4) Do you ever use isolation ball valve flanges such as those offered by Webstone, Watts, or even Grundfos (Emco carries them all) ? Makes for a much neater, compact installation and WILL save you time in labour by not having to install seperate ball valves, nor use MIP adapters into standard cast iron pump flanges, and they make sense. Also, if you buy the swt ones, less joints, less potential for leakage or failure down the road. 

5) Instead of trying to pipe in front of drywall, how about a few sheets of some Veneer paper faced plywood? Yes pricey, but will actually shorten your install time by allowing you to use ceiling plates & rod anywhere. This is a requirement where I work. Have the paper faced plywood painted. Will look much better at the end of it all. 

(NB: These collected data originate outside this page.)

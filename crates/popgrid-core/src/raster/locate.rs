//! Finding and opening the raster for a country.

use std::fmt;
use std::fs;
use std::path::{Path, PathBuf};

use log::{info, warn};

use super::geotiff::GeoTiffRaster;
use super::warp::ReprojectedRaster;
use super::{RasterSource, GEOGRAPHIC_EPSG};
use crate::config::RasterLayout;
use crate::error::RasterError;

/// Why a country has no raster to aggregate against.
#[derive(Debug, Clone, Copy, PartialEq, Eq)]
pub enum SkipReason {
    RasterNotFound,
    NoCoverage,
}

impl SkipReason {
    pub fn as_str(self) -> &'static str {
        match self {
            SkipReason::RasterNotFound => "raster_not_found",
            SkipReason::NoCoverage => "no_coverage",
        }
    }
}

impl fmt::Display for SkipReason {
    fn fmt(&self, f: &mut fmt::Formatter<'_>) -> fmt::Result {
        f.write_str(self.as_str())
    }
}

/// Result of looking a country up on disk.
#[derive(Debug, Clone, PartialEq, Eq)]
pub enum Located {
    Found {
        path: PathBuf,
        /// Country whose raster stands in, when a fallback was used.
        via: Option<String>,
    },
    Missing(SkipReason),
}

/// Result of opening a country's raster.
pub enum Opened {
    Raster(Box<dyn RasterSource>),
    Skipped(SkipReason),
}

/// Supplies the raster for each country the pipeline visits.
pub trait RasterProvider {
    fn open(&mut self, country: &str) -> Result<Opened, RasterError>;
}

/// Per-country GeoTIFFs under one root directory.
#[derive(Debug, Clone)]
pub struct RasterDirectory {
    layout: RasterLayout,
}

impl RasterDirectory {
    pub fn new(layout: RasterLayout) -> Self {
        Self { layout }
    }

    pub fn layout(&self) -> &RasterLayout {
        &self.layout
    }

    /// `<root>/<iso>/<pattern>`, else the first `*.tif` in `<root>/<iso>/`.
    fn in_country_dir(&self, iso3: &str) -> Option<PathBuf> {
        let dir = self.layout.root.join(iso3.to_lowercase());
        let expected = dir.join(self.layout.file_name(iso3));
        if expected.is_file() {
            return Some(expected);
        }
        first_tif(&dir)
    }

    pub fn locate(&self, iso3: &str) -> Located {
        let iso3 = iso3.to_uppercase();
        if self.layout.no_coverage.iter().any(|c| c.eq_ignore_ascii_case(&iso3)) {
            return Located::Missing(SkipReason::NoCoverage);
        }
        if let Some(path) = self.in_country_dir(&iso3) {
            return Located::Found { path, via: None };
        }
        if let Some(other) = self.layout.fallbacks.get(&iso3) {
            if let Some(path) = self.in_country_dir(other) {
                return Located::Found { path, via: Some(other.clone()) };
            }
        }
        Located::Missing(SkipReason::RasterNotFound)
    }
}

fn first_tif(dir: &Path) -> Option<PathBuf> {
    let entries = fs::read_dir(dir).ok()?;
    let mut tifs: Vec<PathBuf> = entries
        .filter_map(|e| e.ok().map(|e| e.path()))
        .filter(|p| p.is_file() && p.extension().is_some_and(|ext| ext.eq_ignore_ascii_case("tif")))
        .collect();
    tifs.sort();
    tifs.into_iter().next()
}

impl RasterProvider for RasterDirectory {
    fn open(&mut self, country: &str) -> Result<Opened, RasterError> {
        let (path, via) = match self.locate(country) {
            Located::Found { path, via } => (path, via),
            Located::Missing(reason) => return Ok(Opened::Skipped(reason)),
        };
        match &via {
            Some(other) => info!("{country}: using {other} raster {}", path.display()),
            None => info!("{country}: raster {}", path.display()),
        }

        let raster = GeoTiffRaster::open(&path)?;
        match raster.grid().epsg {
            Some(GEOGRAPHIC_EPSG) => Ok(Opened::Raster(Box::new(raster))),
            Some(epsg) => {
                warn!("{country}: raster CRS is EPSG:{epsg}, reprojecting to EPSG:{GEOGRAPHIC_EPSG}");
                Ok(Opened::Raster(Box::new(ReprojectedRaster::new(raster)?)))
            }
            None => {
                warn!("{country}: raster declares no CRS, assuming EPSG:{GEOGRAPHIC_EPSG}");
                Ok(Opened::Raster(Box::new(raster)))
            }
        }
    }
}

6) Saw some burn marks - a standard practice for myself is to make a "bake" tray. You know those bake trays they advertise that apparently dont' burn cookies - basically take a sheet of 26 Gauge (or around there) sheet metal and fold it in half and put it in behind whatever you're soldering by hanging it with a small screw for temporary purposes. Due to the thin layer of air between the 2 pieces of sheet metal, you won't expierience as much in the way of issues of making the sheet metal molten or burning through it. 

7) No drain down or full isolation for the indirect coil?

8) I like that you piped the Watts 9-D - good call. I'm assuming all the blow offs for the boiler, t & P, etc, are piped inside the 2" drain? Because if there is an air break there, you'd probably want a 4 x 2" reducing coupling to act as a funnel. 

9) No Grundfos Alpha for the radiant/system pump?? I priced out what it would cost to install a Grundfos 15-58 with a Pressure differnetial bypass plus additional fittings & a half hour labour to instsall, versus an Alpha, and the Alpha was only $10 more for the total cost. For that $10 more you also get a pump that uses half or less as much power as the 15-58.

10) Hanging pipes off of pipes......


----------



## SPH

Great work!


----------